# Exercise requirements
Search the data below for the string "GradeUpdated". Extract every line that contains it.

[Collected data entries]
# # #

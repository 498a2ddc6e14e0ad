//! Typed HTTP client for the records API.
//!
//! One method per endpoint. Non-success responses are decoded from the error
//! envelope into [`ClientError::Api`], keeping the status and server message.

use reqwest::{Client, Response, StatusCode};
use serde::Deserialize;
use serde::de::DeserializeOwned;
use tracing::debug;
use url::Url;

use crate::domain::{Error, ErrorCode, GradeId, GradeScores, Score, Student, StudentId};
use crate::inbound::http::grades::{GradeDeleted, GradeRequest, GradeUpdateRequest, GradeUpdated};
use crate::inbound::http::students::{StatusMessage, StudentRequest};

/// Failures surfaced by [`RecordsClient`].
#[derive(Debug, thiserror::Error)]
pub enum ClientError {
    /// The server answered with an error status.
    #[error("server returned {status}: {message}")]
    Api {
        /// HTTP status code.
        status: StatusCode,
        /// Server-provided message, or the status reason when absent.
        message: String,
        /// Machine-readable code from the envelope, when present.
        code: Option<ErrorCode>,
    },
    /// The request could not be sent or the body could not be decoded.
    #[error("request failed: {0}")]
    Transport(#[from] reqwest::Error),
    /// The server URL could not be used as a base.
    #[error("invalid server URL: {0}")]
    Url(#[from] url::ParseError),
}

impl ClientError {
    /// Message supplied by the server in its error envelope.
    #[must_use]
    pub fn server_message(&self) -> Option<&str> {
        match self {
            Self::Api { message, code, .. } if code.is_some() => Some(message.as_str()),
            _ => None,
        }
    }
}

/// Body of `GET /`.
#[derive(Debug, Clone, PartialEq, Eq, Deserialize)]
pub struct HealthStatus {
    /// Status line.
    pub message: String,
    /// `OK` when running.
    pub status: String,
}

/// Grade row as listed for a student.
#[derive(Debug, Clone, PartialEq, Eq, Deserialize)]
pub struct GradeRecord {
    /// Grade identifier.
    pub id: GradeId,
    /// Owning student.
    pub student_id: StudentId,
    /// Subject label.
    pub subject: String,
    /// Activity score.
    pub activity_score: Score,
    /// Quiz score.
    pub quiz_score: Score,
    /// Exam score.
    pub exam_score: Score,
    /// Owner's name; absent on a freshly created grade.
    #[serde(default)]
    pub student_name: Option<String>,
}

impl GradeRecord {
    /// The three scores as a domain value.
    #[must_use]
    pub const fn scores(&self) -> GradeScores {
        GradeScores {
            activity: self.activity_score,
            quiz: self.quiz_score,
            exam: self.exam_score,
        }
    }
}

/// Scores and subject sent when recording or replacing a grade.
#[derive(Debug, Clone, PartialEq, Eq)]
pub struct GradeInput {
    /// Subject label.
    pub subject: String,
    /// Activity score.
    pub activity_score: i64,
    /// Quiz score.
    pub quiz_score: i64,
    /// Exam score.
    pub exam_score: i64,
}

/// Async client for the records API.
#[derive(Debug, Clone)]
pub struct RecordsClient {
    http: Client,
    base: Url,
}

impl RecordsClient {
    /// Create a client for the server at `base_url`.
    ///
    /// # Errors
    ///
    /// Returns [`ClientError::Url`] when `base_url` is not an absolute URL.
    pub fn new(base_url: &str) -> Result<Self, ClientError> {
        let mut base = Url::parse(base_url)?;
        if !base.path().ends_with('/') {
            let path = format!("{}/", base.path());
            base.set_path(&path);
        }
        Ok(Self {
            http: Client::new(),
            base,
        })
    }

    /// Base URL requests are resolved against.
    #[must_use]
    pub const fn base_url(&self) -> &Url {
        &self.base
    }

    fn endpoint(&self, path: &str) -> Result<Url, ClientError> {
        Ok(self.base.join(path)?)
    }

    async fn checked(response: Response) -> Result<Response, ClientError> {
        let status = response.status();
        if status.is_success() {
            return Ok(response);
        }
        let body = response.text().await?;
        debug!(%status, body, "request rejected");
        let (message, code) = match serde_json::from_str::<Error>(&body) {
            Ok(err) => (err.message().to_owned(), Some(err.code())),
            Err(_) => (
                status
                    .canonical_reason()
                    .unwrap_or("request failed")
                    .to_owned(),
                None,
            ),
        };
        Err(ClientError::Api {
            status,
            message,
            code,
        })
    }

    async fn json<T: DeserializeOwned>(response: Response) -> Result<T, ClientError> {
        Ok(Self::checked(response).await?.json().await?)
    }

    /// `GET /`.
    ///
    /// # Errors
    ///
    /// Returns [`ClientError`] when the server is unreachable or unhealthy.
    pub async fn health(&self) -> Result<HealthStatus, ClientError> {
        let response = self.http.get(self.endpoint("")?).send().await?;
        Self::json(response).await
    }

    /// `GET /api/students`.
    ///
    /// # Errors
    ///
    /// Returns [`ClientError`] on transport or server failure.
    pub async fn list_students(&self) -> Result<Vec<Student>, ClientError> {
        let response = self
            .http
            .get(self.endpoint("api/students")?)
            .send()
            .await?;
        Self::json(response).await
    }

    /// `POST /api/students`.
    ///
    /// # Errors
    ///
    /// Returns [`ClientError`] on transport failure or validation rejection.
    pub async fn create_student(&self, name: &str, email: &str) -> Result<Student, ClientError> {
        let body = StudentRequest {
            name: Some(name.to_owned()),
            email: Some(email.to_owned()),
        };
        let response = self
            .http
            .post(self.endpoint("api/students")?)
            .json(&body)
            .send()
            .await?;
        Self::json(response).await
    }

    /// `PUT /api/students/{id}`.
    ///
    /// # Errors
    ///
    /// Returns [`ClientError`] on transport failure or validation rejection.
    pub async fn update_student(
        &self,
        id: StudentId,
        name: &str,
        email: &str,
    ) -> Result<String, ClientError> {
        let body = StudentRequest {
            name: Some(name.to_owned()),
            email: Some(email.to_owned()),
        };
        let response = self
            .http
            .put(self.endpoint(&format!("api/students/{id}"))?)
            .json(&body)
            .send()
            .await?;
        Self::json::<StatusMessage>(response)
            .await
            .map(|ack| ack.message)
    }

    /// `DELETE /api/students/{id}`.
    ///
    /// # Errors
    ///
    /// Returns [`ClientError`] on transport or server failure.
    pub async fn delete_student(&self, id: StudentId) -> Result<String, ClientError> {
        let response = self
            .http
            .delete(self.endpoint(&format!("api/students/{id}"))?)
            .send()
            .await?;
        Self::json::<StatusMessage>(response)
            .await
            .map(|ack| ack.message)
    }

    /// `GET /api/grades/{student_id}`.
    ///
    /// # Errors
    ///
    /// Returns [`ClientError`] on transport or server failure.
    pub async fn list_grades(&self, student_id: StudentId) -> Result<Vec<GradeRecord>, ClientError> {
        let response = self
            .http
            .get(self.endpoint(&format!("api/grades/{student_id}"))?)
            .send()
            .await?;
        Self::json(response).await
    }

    /// `POST /api/grades`.
    ///
    /// # Errors
    ///
    /// Returns [`ClientError`] on transport failure or validation rejection.
    pub async fn create_grade(
        &self,
        student_id: StudentId,
        input: &GradeInput,
    ) -> Result<GradeRecord, ClientError> {
        let body = GradeRequest {
            student_id: Some(student_id.get()),
            subject: Some(input.subject.clone()),
            activity_score: Some(input.activity_score),
            quiz_score: Some(input.quiz_score),
            exam_score: Some(input.exam_score),
        };
        let response = self
            .http
            .post(self.endpoint("api/grades")?)
            .json(&body)
            .send()
            .await?;
        Self::json(response).await
    }

    /// `PUT /api/grades/{id}`.
    ///
    /// # Errors
    ///
    /// Returns [`ClientError`] on transport failure or validation rejection.
    pub async fn update_grade(
        &self,
        id: GradeId,
        input: &GradeInput,
    ) -> Result<GradeUpdated, ClientError> {
        let body = GradeUpdateRequest {
            subject: Some(input.subject.clone()),
            activity_score: Some(input.activity_score),
            quiz_score: Some(input.quiz_score),
            exam_score: Some(input.exam_score),
        };
        let response = self
            .http
            .put(self.endpoint(&format!("api/grades/{id}"))?)
            .json(&body)
            .send()
            .await?;
        Self::json(response).await
    }

    /// `DELETE /api/grades/{id}`.
    ///
    /// # Errors
    ///
    /// Returns [`ClientError`] with status 404 when the grade does not exist.
    pub async fn delete_grade(&self, id: GradeId) -> Result<GradeDeleted, ClientError> {
        let response = self
            .http
            .delete(self.endpoint(&format!("api/grades/{id}"))?)
            .send()
            .await?;
        Self::json(response).await
    }

    /// `GET /api/export/grades/{student_id}`, returning the CSV text.
    ///
    /// # Errors
    ///
    /// Returns [`ClientError`] with status 404 when the student has no grades.
    pub async fn export_grades(&self, student_id: StudentId) -> Result<String, ClientError> {
        let response = self
            .http
            .get(self.endpoint(&format!("api/export/grades/{student_id}"))?)
            .send()
            .await?;
        Ok(Self::checked(response).await?.text().await?)
    }
}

# # #

# Result for this task
use crate::inbound::http::grades::{GradeDeleted, GradeRequest, GradeUpdateRequest, GradeUpdated};
    ) -> Result<GradeUpdated, ClientError> {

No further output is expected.